- _YOUR ASSIGNMENT_
Write out the following listing's lines from the one with "3. Environment variables" to the one with "should be opened.", exactly, with both included and no others.

* * * * *

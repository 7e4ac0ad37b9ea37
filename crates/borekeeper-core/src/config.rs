//! Configuration resolution for borekeeper.
//!
//! Implements hierarchical config resolution:
//! 1. Built-in defaults
//! 2. Settings file (`--config` path, or the global
//!    `<config-dir>/borekeeper/settings.json`)
//! 3. Environment variables
//! 4. CLI arguments (applied by the binary, highest priority)

use serde::{Deserialize, Serialize};
use std::path::{Path, PathBuf};
use std::time::Duration;

use tracing::debug;

use crate::error::{Error, Result};

/// Public bore server used when nothing else is configured.
pub const DEFAULT_SERVER_HOST: &str = "bore.pub";

/// Complete borekeeper configuration.
#[derive(Debug, Clone, Serialize, Deserialize, Default, PartialEq, Eq)]
pub struct Settings {
    #[serde(default)]
    pub tunnel: TunnelSettings,
    #[serde(default)]
    pub binary: BinarySettings,
    #[serde(default)]
    pub timeouts: TimeoutSettings,
    #[serde(default)]
    pub logging: LogSettings,
}

/// Where the tunnel should be opened.
#[derive(Debug, Clone, Serialize, Deserialize, PartialEq, Eq)]
#[serde(default)]
pub struct TunnelSettings {
    pub server_host: String,
    pub secret: Option<String>,
}

impl Default for TunnelSettings {
    fn default() -> Self {
        Self {
            server_host: DEFAULT_SERVER_HOST.to_string(),
            secret: None,
        }
    }
}

/// How the `bore` executable is found.
#[derive(Debug, Clone, Serialize, Deserialize, Default, PartialEq, Eq)]
#[serde(default)]
pub struct BinarySettings {
    /// Explicit executable, bypasses the platform table.
    pub path: Option<PathBuf>,
    /// Directory holding `binaries/bore-<target>/bore`.
    pub install_root: Option<PathBuf>,
}

/// Lifecycle bounds, in the units operators usually think in.
#[derive(Debug, Clone, Serialize, Deserialize, PartialEq, Eq)]
#[serde(default)]
pub struct TimeoutSettings {
    pub startup_secs: u64,
    pub stop_grace_secs: u64,
    pub verify_ms: u64,
}

impl Default for TimeoutSettings {
    fn default() -> Self {
        Self {
            startup_secs: 30,
            stop_grace_secs: 5,
            verify_ms: 2000,
        }
    }
}

impl TimeoutSettings {
    pub const fn startup(&self) -> Duration {
        Duration::from_secs(self.startup_secs)
    }

    pub const fn stop_grace(&self) -> Duration {
        Duration::from_secs(self.stop_grace_secs)
    }

    pub const fn verify(&self) -> Duration {
        Duration::from_millis(self.verify_ms)
    }
}

#[derive(Debug, Clone, Serialize, Deserialize, PartialEq, Eq)]
#[serde(default)]
pub struct LogSettings {
    pub level: String,
    pub json: bool,
}

impl Default for LogSettings {
    fn default() -> Self {
        Self {
            level: "info".to_string(),
            json: false,
        }
    }
}

/// Load configuration with hierarchical resolution.
///
/// An explicit `config_file` must exist; the global settings file is only
/// read when present.
pub fn load_settings(config_file: Option<&Path>) -> Result<Settings> {
    let mut settings = match config_file {
        Some(path) => load_settings_file(path)?,
        None => match global_config_path() {
            Some(path) if path.exists() => load_settings_file(&path)?,
            _ => Settings::default(),
        },
    };

    apply_env_overrides(&mut settings, |key| std::env::var(key).ok());

    Ok(settings)
}

/// Get the global settings file path.
pub fn global_config_path() -> Option<PathBuf> {
    dirs::config_dir().map(|p| p.join("borekeeper").join("settings.json"))
}

pub fn load_settings_file(path: &Path) -> Result<Settings> {
    debug!(path = %path.display(), "Loading settings file");
    let content = std::fs::read_to_string(path).map_err(|e| {
        Error::Config(format!("Failed to read config file {}: {}", path.display(), e))
    })?;
    serde_json::from_str(&content).map_err(|e| {
        Error::Config(format!("Failed to parse config file {}: {}", path.display(), e))
    })
}

/// Apply `BOREKEEPER_*` overrides read through `lookup`.
///
/// Numeric values that fail to parse are ignored.
pub fn apply_env_overrides(settings: &mut Settings, lookup: impl Fn(&str) -> Option<String>) {
    if let Some(val) = lookup("BOREKEEPER_SERVER") {
        settings.tunnel.server_host = val;
    }
    if let Some(val) = lookup("BOREKEEPER_SECRET") {
        settings.tunnel.secret = Some(val);
    }
    if let Some(val) = lookup("BOREKEEPER_BIN") {
        settings.binary.path = Some(PathBuf::from(val));
    }
    if let Some(val) = lookup("BOREKEEPER_INSTALL_ROOT") {
        settings.binary.install_root = Some(PathBuf::from(val));
    }
    if let Some(val) = lookup("BOREKEEPER_STARTUP_TIMEOUT") {
        if let Ok(n) = val.parse() {
            settings.timeouts.startup_secs = n;
        }
    }
    if let Some(val) = lookup("BOREKEEPER_STOP_TIMEOUT") {
        if let Ok(n) = val.parse() {
            settings.timeouts.stop_grace_secs = n;
        }
    }
    if let Some(val) = lookup("BOREKEEPER_LOG_LEVEL") {
        settings.logging.level = val;
    }
}

#[cfg(test)]
#[allow(clippy::unwrap_used)]
mod tests {
    use super::*;
    use std::collections::HashMap;

    #[test]
    fn defaults_match_bore_conventions() {
        let settings = Settings::default();
        assert_eq!(settings.tunnel.server_host, "bore.pub");
        assert!(settings.tunnel.secret.is_none());
        assert_eq!(settings.timeouts.startup(), Duration::from_secs(30));
        assert_eq!(settings.timeouts.stop_grace(), Duration::from_secs(5));
        assert_eq!(settings.timeouts.verify(), Duration::from_millis(2000));
    }

    #[test]
    fn partial_file_keeps_defaults() {
        let dir = tempfile::TempDir::new().unwrap();
        let path = dir.path().join("settings.json");
        std::fs::write(&path, r#"{"tunnel": {"secret": "hunter2"}}"#).unwrap();

        let settings = load_settings_file(&path).unwrap();
        assert_eq!(settings.tunnel.secret.as_deref(), Some("hunter2"));
        assert_eq!(settings.tunnel.server_host, "bore.pub");
        assert_eq!(settings.timeouts, TimeoutSettings::default());
    }

    #[test]
    fn malformed_file_is_config_error() {
        let dir = tempfile::TempDir::new().unwrap();
        let path = dir.path().join("settings.json");
        std::fs::write(&path, "{ not json").unwrap();

        let err = load_settings_file(&path).unwrap_err();
        assert!(matches!(err, Error::Config(_)), "got {err:?}");
    }

    #[test]
    fn explicit_missing_file_is_error() {
        let dir = tempfile::TempDir::new().unwrap();
        let result = load_settings(Some(&dir.path().join("absent.json")));
        assert!(result.is_err());
    }

    #[test]
    fn env_overrides_replace_values() {
        let env: HashMap<&str, &str> = HashMap::from([
            ("BOREKEEPER_SERVER", "tunnel.example.com"),
            ("BOREKEEPER_SECRET", "s"),
            ("BOREKEEPER_BIN", "/opt/bore/bore"),
            ("BOREKEEPER_STARTUP_TIMEOUT", "10"),
            ("BOREKEEPER_STOP_TIMEOUT", "not-a-number"),
        ]);
        let mut settings = Settings::default();
        apply_env_overrides(&mut settings, |k| env.get(k).map(ToString::to_string));

        assert_eq!(settings.tunnel.server_host, "tunnel.example.com");
        assert_eq!(settings.tunnel.secret.as_deref(), Some("s"));
        assert_eq!(settings.binary.path, Some(PathBuf::from("/opt/bore/bore")));
        assert_eq!(settings.timeouts.startup_secs, 10);
        assert_eq!(settings.timeouts.stop_grace_secs, 5);
    }
}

* * * * *

- _RESPONSE TO THIS EXERCISE_
//! 3. Environment variables
//! 4. CLI arguments (applied by the binary, highest priority)

use serde::{Deserialize, Serialize};
use std::path::{Path, PathBuf};
use std::time::Duration;

use tracing::debug;

use crate::error::{Error, Result};

/// Public bore server used when nothing else is configured.
pub const DEFAULT_SERVER_HOST: &str = "bore.pub";

/// Complete borekeeper configuration.
#[derive(Debug, Clone, Serialize, Deserialize, Default, PartialEq, Eq)]
pub struct Settings {
    #[serde(default)]
    pub tunnel: TunnelSettings,
    #[serde(default)]
    pub binary: BinarySettings,
    #[serde(default)]
    pub timeouts: TimeoutSettings,
    #[serde(default)]
    pub logging: LogSettings,
}

/// Where the tunnel should be opened.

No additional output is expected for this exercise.